Rick Warren addressing delegates of the World Evangelical Alliance general assembly in Seoul, South Korea, on 29th October 2025. (Photo: Christian Daily International / Hudson Tsuei)
The global Church needs to look more like the early church if it wants to fulfil the Great Commission by 2033, says Rick Warren.
With just eight years to go until the 2,000th anniversary of the Church, he said there were a number of things Christians must do if the ambitious goal is to be met. These include modelling the early Church in love and prayer.
“Most of our churches are just known for a lot of talk,” he said.
Speaking at the World Evangelical Alliance’s general assembly on Wednesday night, he said that what people in the world really need is love and that while a lot of churches may think of themselves as loving, he said that in his experience, what this really meant was “we love the people who are already here”.
“Love is the magnet that attracted people to Christ,” he said, sharing his motto that “growing churches love and loving churches grow”.
“If any church genuinely loves people, you will have to lock the door to keep people out because the world is hungry for love.
“They’re not hungry for some of the other things we’re offering.”
He added, “I’ve never met a human being in the world who’s not hungry for love.”
He cautioned pastors especially that if they want to build a loving church, then they themselves must be loving.
“I’ve met a lot of pastors, particularly in large churches, they love crowds and hate people,” he said.
Similarly, seminary students have come up to him and told him how much they love to preach, but this, he suggested, was the wrong focus.
“They think that’s going to impress me. It doesn’t impress me. You may just like attention. You like everybody looking at you. You like being focused on. You like the rush of adrenaline. Honestly I don’t care if you love to preach. I want to know: do you love the people you preach to?”
If the Great Commission is going to be fulfilled, Warren said that the Church needed to equip every believer to share the Gospel.
“We must train every believer to preach the Good News everywhere,” he said.

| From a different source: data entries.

// 8.4 engine/triggers.rs: conditional orders whose trigger the mark price reached become
// ordinary transient orders of the current block.

use super::core::Engine;
use super::orders::OrderRequest;
use super::results::EngineError;
use crate::conditional::{find_triggered_orders, ConditionalKind, ConditionalOrder, ConditionalOrderBook};
use crate::events::{CancelReason, ConditionalTriggeredEvent, EventPayload, OrderCancelledEvent};
use crate::market::Market;
use crate::types::MarketId;
use rust_decimal::Decimal;
use tracing::{debug, info};

impl Engine {
    /// Returns how many conditional orders were converted.
    pub(super) fn trigger_conditional_orders(&mut self) -> Result<usize, EngineError> {
        let books: Vec<(&Market, &ConditionalOrderBook)> = self.store.states().map(|s| (&s.market, &s.conditional)).collect();
        let triggered = find_triggered_orders(&books, self.oracle.as_ref());

        let mut converted = 0;
        for market_triggers in triggered {
            let market_id = market_triggers.market_id;
            let mark_price = market_triggers.mark_price;
            debug!(market = ?market_id, %mark_price, count = market_triggers.len(), "conditional orders triggered");
            // market orders go first so they see the book before this block's limit orders
            for order in market_triggers.market_orders.into_iter().chain(market_triggers.limit_orders) {
                if self.trigger_order(market_id, order, mark_price)? {
                    converted += 1;
                }
            }
        }
        if converted > 0 {
            info!(converted, "conditional orders converted");
        }
        Ok(converted)
    }

    fn trigger_order(&mut self, market_id: MarketId, order: ConditionalOrder, mark_price: Decimal) -> Result<bool, EngineError> {
        let state = self.state_mut(market_id)?;
        if state.conditional.remove(order.hash).is_none() {
            return Ok(false);
        }
        let subaccount_id = order.subaccount_id();
        state.metadata_mut(subaccount_id, order.side).remove_conditional(order.is_reduce_only());
        state.release_cid(subaccount_id, order.info.cid.as_deref());
        let denom = state.market.quote_denom().to_string();
        let hold = order.hold(state.market.taker_fee_rate());

        // the hold is released and taken again by the normal placement path
        if !hold.is_zero() {
            self.bank.increment_available_balance_or_bank(subaccount_id, &denom, hold);
        }
        self.emit_event(EventPayload::ConditionalTriggered(ConditionalTriggeredEvent {
            market_id,
            order_hash: order.hash,
            is_limit: order.is_limit(),
            mark_price,
        }));

        let request = OrderRequest::new(market_id, order.side, order.info.clone(), order.margin);
        let placed = match order.kind {
            ConditionalKind::Limit => self.place_limit_order(request),
            ConditionalKind::Market => self.place_market_order(request),
        };
        match placed {
            Ok(placed) => {
                debug!(market = ?market_id, conditional = %order.hash, order = %placed.hash, "conditional order placed");
                Ok(true)
            }
            Err(EngineError::MarketNotFound(id)) => Err(EngineError::MarketNotFound(id)),
            Err(err) => {
                debug!(market = ?market_id, conditional = %order.hash, error = %err, "triggered order rejected");
                self.emit_event(EventPayload::OrderCancelled(OrderCancelledEvent {
                    market_id,
                    order_hash: order.hash,
                    subaccount_id,
                    is_limit: order.is_limit(),
                    cancel_quantity: order.quantity(),
                    refund: hold,
                    reason: CancelReason::MatchingValidation,
                }));
                Ok(false)
            }
        }
    }
}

“You’re probably never going to stand behind a pulpit but God has called every Christian to communicate the Good News so we have to train every believer how to do this.”
Fulfilling the Great Commission is not only about evangelism. Warren said there was also a need to train those who are already in the Church “to be doers of the Word, not just hearers”.

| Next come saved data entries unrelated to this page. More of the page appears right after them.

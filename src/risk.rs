// 6.3: open notional admission control.
// open interest counts both sides (Σ |position quantity|); open notional is that times mark.
// fills that shrink exposure are always admitted.

use crate::market::OpenNotionalCap;
use rust_decimal::Decimal;

/// Exposure change of one fill.
#[derive(Debug, Clone, Copy, Default, PartialEq, Eq)]
pub struct NotionalCapValues {
    pub notional_delta: Decimal,
    pub quantity_delta: Decimal,
}

pub fn open_notional(open_interest: Decimal, mark_price: Decimal) -> Decimal {
    open_interest * mark_price
}

/// How a fill of `quantity` moves the subaccount's absolute exposure, given its signed position.
pub fn values_for_notional_cap_checks(is_buy: bool, quantity: Decimal, mark_price: Decimal, signed_position: Decimal) -> NotionalCapValues {
    let is_closing = !signed_position.is_zero() && is_buy == signed_position.is_sign_negative();
    let new_position = if is_buy { signed_position + quantity } else { signed_position - quantity };

    let quantity_delta = if is_closing && quantity > signed_position.abs() {
        // flips: only the overshoot past zero adds exposure
        new_position.abs() - signed_position.abs()
    } else if is_closing {
        -quantity
    } else {
        quantity
    };

    NotionalCapValues {
        notional_delta: quantity_delta * mark_price,
        quantity_delta,
    }
}

/// Returns (breaches, notional to reserve). uncapped markets reserve nothing.
pub fn does_breach_open_notional_cap(cap: OpenNotionalCap, notional_delta: Decimal, total_open_notional: Decimal) -> (bool, Decimal) {
    let OpenNotionalCap::Capped(cap_value) = cap else {
        return (false, Decimal::ZERO);
    };
    if notional_delta.is_sign_negative() {
        return (false, notional_delta);
    }
    (total_open_notional + notional_delta > cap_value, notional_delta)
}

#[cfg(test)]
mod tests {
    use super::*;
    use rust_decimal_macros::dec;

    #[test]
    fn opening_closing_and_flipping() {
        let open = values_for_notional_cap_checks(true, dec!(2), dec!(10), Decimal::ZERO);
        assert_eq!(open.quantity_delta, dec!(2));
        assert_eq!(open.notional_delta, dec!(20));

        let close = values_for_notional_cap_checks(false, dec!(1), dec!(10), dec!(3));
        assert_eq!(close.quantity_delta, dec!(-1));

        // short 1 buys 3: closes 1, opens 2
        let flip = values_for_notional_cap_checks(true, dec!(3), dec!(10), dec!(-1));
        assert_eq!(flip.quantity_delta, dec!(1));
        assert_eq!(flip.notional_delta, dec!(10));
    }

    #[test]
    fn cap_admission() {
        let cap = OpenNotionalCap::Capped(dec!(100));
        assert_eq!(does_breach_open_notional_cap(cap, dec!(30), dec!(70)), (false, dec!(30)));
        assert_eq!(does_breach_open_notional_cap(cap, dec!(31), dec!(70)), (true, dec!(31)));
        assert_eq!(does_breach_open_notional_cap(cap, dec!(-50), dec!(500)), (false, dec!(-50)));
        assert_eq!(
            does_breach_open_notional_cap(OpenNotionalCap::Uncapped, dec!(1_000_000), dec!(0)),
            (false, Decimal::ZERO)
        );
    }
}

He said: “It’s not enough to know the word. The problem in Christianity today? We Christians know far more than we are doing. But we don’t get blessed for knowing the Word of God. We get blessed for doing the Word of God.”
Churches around the world are getting ready to celebrate the 2,000th anniversary of the resurrection of Jesus and the birth of the Church in 2033.

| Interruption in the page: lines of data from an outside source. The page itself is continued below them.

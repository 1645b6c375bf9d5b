// 6: collaborators the engine talks to but does not own.
// the engine only sees these traits. in-memory implementations back the binary and the tests.

use crate::events::Event;
use crate::market::OracleRef;
use crate::types::{DepositDelta, MarketId, SubaccountId};
use rust_decimal::Decimal;
use serde::{Deserialize, Serialize};
use std::collections::HashMap;
use std::sync::{Arc, PoisonError, RwLock};

#[derive(Debug, Clone, PartialEq, Eq, thiserror::Error)]
pub enum CollaboratorError {
    #[error("Insufficient funds for {subaccount_id:?}: required {required}, available {available}")]
    InsufficientFunds {
        subaccount_id: SubaccountId,
        required: Decimal,
        available: Decimal,
    },

    #[error("No insurance fund for market {0:?}")]
    NoInsuranceFund(MarketId),

    #[error("Insurance fund for market {market_id:?} holds {balance}, cannot withdraw {amount}")]
    InsufficientInsurance {
        market_id: MarketId,
        balance: Decimal,
        amount: Decimal,
    },

    #[error("Insurance fund for market {0:?} rejected the deposit")]
    DepositRejected(MarketId),

    #[error("Negative amount {0}")]
    NegativeAmount(Decimal),
}

/// Oracle prices. `Sync` because trigger scans read it from worker threads.
pub trait PriceOracle: Send + Sync {
    fn price(&self, oracle: &OracleRef) -> Option<Decimal>;

    /// Cumulative (base, quote) prices used for expiry TWAPs.
    fn cumulative_price(&self, oracle: &OracleRef) -> Option<(Decimal, Decimal)>;
}

pub trait InsuranceFund: Send {
    fn balance(&self, market_id: MarketId) -> Result<Decimal, CollaboratorError>;

    fn withdraw(&mut self, market_id: MarketId, amount: Decimal) -> Result<(), CollaboratorError>;

    fn deposit(&mut self, market_id: MarketId, amount: Decimal) -> Result<(), CollaboratorError>;
}

/// A subaccount's balance in one denom.
#[derive(Debug, Clone, Copy, Default, PartialEq, Eq, Serialize, Deserialize)]
pub struct Deposit {
    pub total: Decimal,
    pub available: Decimal,
}

pub trait BankKeeper: Send {
    /// Moves `amount` out of available balance into order holds.
    fn charge_account(&mut self, subaccount_id: SubaccountId, denom: &str, amount: Decimal) -> Result<(), CollaboratorError>;

    fn increment_available_balance_or_bank(&mut self, subaccount_id: SubaccountId, denom: &str, amount: Decimal);

    fn update_deposit_with_delta(&mut self, subaccount_id: SubaccountId, denom: &str, delta: DepositDelta);

    fn spendable_funds(&self, subaccount_id: SubaccountId, denom: &str) -> Decimal;

    fn has_sufficient_funds(&self, subaccount_id: SubaccountId, denom: &str, amount: Decimal) -> bool {
        self.spendable_funds(subaccount_id, denom) >= amount
    }

    fn deposit(&self, subaccount_id: SubaccountId, denom: &str) -> Deposit;
}

pub trait EventSink: Send {
    fn emit(&mut self, event: Event);
}

#[derive(Debug, Default)]
struct OracleState {
    prices: HashMap<(String, String), Decimal>,
    cumulative: HashMap<(String, String), (Decimal, Decimal)>,
}

/// Settable oracle. clones share the same prices, so tests keep a handle after giving one away.
#[derive(Debug, Clone, Default)]
pub struct MockOracle {
    state: Arc<RwLock<OracleState>>,
}

fn pair(oracle: &OracleRef) -> (String, String) {
    (oracle.base.clone(), oracle.quote.clone())
}

impl MockOracle {
    pub fn new() -> Self {
        Self::default()
    }

    pub fn set_price(&self, oracle: &OracleRef, price: Decimal) {
        let mut state = self.state.write().unwrap_or_else(PoisonError::into_inner);
        state.prices.insert(pair(oracle), price);
    }

    pub fn clear_price(&self, oracle: &OracleRef) {
        let mut state = self.state.write().unwrap_or_else(PoisonError::into_inner);
        state.prices.remove(&pair(oracle));
    }

    pub fn set_cumulative_price(&self, oracle: &OracleRef, base: Decimal, quote: Decimal) {
        let mut state = self.state.write().unwrap_or_else(PoisonError::into_inner);
        state.cumulative.insert(pair(oracle), (base, quote));
    }
}

impl PriceOracle for MockOracle {
    fn price(&self, oracle: &OracleRef) -> Option<Decimal> {
        let state = self.state.read().unwrap_or_else(PoisonError::into_inner);
        state.prices.get(&pair(oracle)).copied()
    }

    fn cumulative_price(&self, oracle: &OracleRef) -> Option<(Decimal, Decimal)> {
        let state = self.state.read().unwrap_or_else(PoisonError::into_inner);
        state.cumulative.get(&pair(oracle)).copied()
    }
}

/// Per-market insurance balances.
#[derive(Debug, Clone, Default)]
pub struct InMemoryInsurance {
    balances: HashMap<MarketId, Decimal>,
    reject_deposits: bool,
}

impl InMemoryInsurance {
    pub fn new() -> Self {
        Self::default()
    }

    pub fn with_fund(mut self, market_id: MarketId, balance: Decimal) -> Self {
        self.balances.insert(market_id, balance);
        self
    }

    /// Makes every deposit fail, to exercise the auction fallback.
    pub fn set_reject_deposits(&mut self, reject: bool) {
        self.reject_deposits = reject;
    }
}

impl InsuranceFund for InMemoryInsurance {
    fn balance(&self, market_id: MarketId) -> Result<Decimal, CollaboratorError> {
        self.balances.get(&market_id).copied().ok_or(CollaboratorError::NoInsuranceFund(market_id))
    }

    fn withdraw(&mut self, market_id: MarketId, amount: Decimal) -> Result<(), CollaboratorError> {
        if amount.is_sign_negative() && !amount.is_zero() {
            return Err(CollaboratorError::NegativeAmount(amount));
        }
        let balance = self.balances.get_mut(&market_id).ok_or(CollaboratorError::NoInsuranceFund(market_id))?;
        if *balance < amount {
            return Err(CollaboratorError::InsufficientInsurance {
                market_id,
                balance: *balance,
                amount,
            });
        }
        *balance -= amount;
        Ok(())
    }

    fn deposit(&mut self, market_id: MarketId, amount: Decimal) -> Result<(), CollaboratorError> {
        if self.reject_deposits {
            return Err(CollaboratorError::DepositRejected(market_id));
        }
        if amount.is_sign_negative() && !amount.is_zero() {
            return Err(CollaboratorError::NegativeAmount(amount));
        }
        let balance = self.balances.get_mut(&market_id).ok_or(CollaboratorError::NoInsuranceFund(market_id))?;
        *balance += amount;
        Ok(())
    }
}

/// Subaccount balances keyed by (subaccount, denom).
#[derive(Debug, Clone, Default)]
pub struct InMemoryBank {
    deposits: HashMap<(SubaccountId, String), Deposit>,
}

impl InMemoryBank {
    pub fn new() -> Self {
        Self::default()
    }

    /// Credits both total and available.
    pub fn fund(&mut self, subaccount_id: SubaccountId, denom: &str, amount: Decimal) {
        let deposit = self.deposits.entry((subaccount_id, denom.to_string())).or_default();
        deposit.total += amount;
        deposit.available += amount;
    }
}

impl BankKeeper for InMemoryBank {
    fn charge_account(&mut self, subaccount_id: SubaccountId, denom: &str, amount: Decimal) -> Result<(), CollaboratorError> {
        let deposit = self.deposits.entry((subaccount_id, denom.to_string())).or_default();
        if deposit.available < amount {
            return Err(CollaboratorError::InsufficientFunds {
                subaccount_id,
                required: amount,
                available: deposit.available,
            });
        }
        deposit.available -= amount;
        Ok(())
    }

    fn increment_available_balance_or_bank(&mut self, subaccount_id: SubaccountId, denom: &str, amount: Decimal) {
        let deposit = self.deposits.entry((subaccount_id, denom.to_string())).or_default();
        deposit.available += amount;
    }

    fn update_deposit_with_delta(&mut self, subaccount_id: SubaccountId, denom: &str, delta: DepositDelta) {
        let deposit = self.deposits.entry((subaccount_id, denom.to_string())).or_default();
        deposit.total += delta.total;
        deposit.available += delta.available;
    }

    fn spendable_funds(&self, subaccount_id: SubaccountId, denom: &str) -> Decimal {
        self.deposit(subaccount_id, denom).available
    }

    fn deposit(&self, subaccount_id: SubaccountId, denom: &str) -> Deposit {
        self.deposits.get(&(subaccount_id, denom.to_string())).copied().unwrap_or_default()
    }
}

Warren challenged evangelicals to think beyond people in their own neighbourhoods, and seek to reach people from every tribe and tongue, including in other countries, saying his church – Saddleback in California – was the only one in Christian history to plant a church in 197 countries.
He went on to say that the Great Commission will not be fulfilled so long as there are people in the world who still do not have the Bible in their own language.
“Millions of people still don’t have a Bible in their language. Are our churches doing anything about that?” he said.
“There’s still a couple of thousand languages in the world that don’t have any Bible.
“If we’re going to complete the Great Commission, we have to have God’s Word in everybody’s language.
“No one should have to learn a new language in order to hear ‘Jesus loves you’.”
It was the second time that Warren, author of The Purpose Driven Life, preached at the general assembly of the World Evangelical Alliance. In his first address earlier in the week, he said that the Great Commission could only be fulfilled if the Church has an effective plan in place.
“If we learn not just the message but the method of Jesus, we will win the world in the next eight years,” he said.